Biological response to IR

RT uses IR to potently induce massive cell death by damaging the DNA of exposed cells, triggering the activation of death signaling pathways, and generating reactive oxygen species (ROS) and other reactive species associated with oxidative stress (Son et al. 2017; Wang et al. 2018; De Ruysscher et al. 2019). In addition, IR also produces DNA modifications in all cells exposed to the fractionated doses conventionally used (Srinivas et al. 2019).

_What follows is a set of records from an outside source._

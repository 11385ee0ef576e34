//! Repository implementations.

pub mod inmemory;
pub mod seed;

pub use inmemory::InMemoryChatRepository;
pub use seed::{SeedData, SeedError};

There are multiple levels of multifaceted IR functions in various cellular contexts. At the cellular level, radiotherapeutic treatment causes morphological changes in the cell and multiple types of damages in subcellular structures and organelles, such as reorganization of the cytoskeleton, promoting changes in cell surface micromorphology (La Verde et al. 2021) and in mitochondria and endoplasmic reticulum (Kam and Banati 2013; Szumiel 2015; Mayer et al. 2016). At the intracellular level, IR modifies the amount and composition of negatively charged components within the plasma membrane (i.e. sialic acid, lectin, and calcium-binding sites), while cellular alterations include the formation of giant cells, deformations in nuclear morphology, and cells with multiple nuclei (Shadyro et al. 2002). Under these stressful cellular conditions established by RT treatment, cells activate compensatory survival pathways involving damage repair signaling, unfolded protein response, autophagy, and senescence (Nagelkerke et al. 2013; Biau et al. 2019; Huang and Zhou 2020).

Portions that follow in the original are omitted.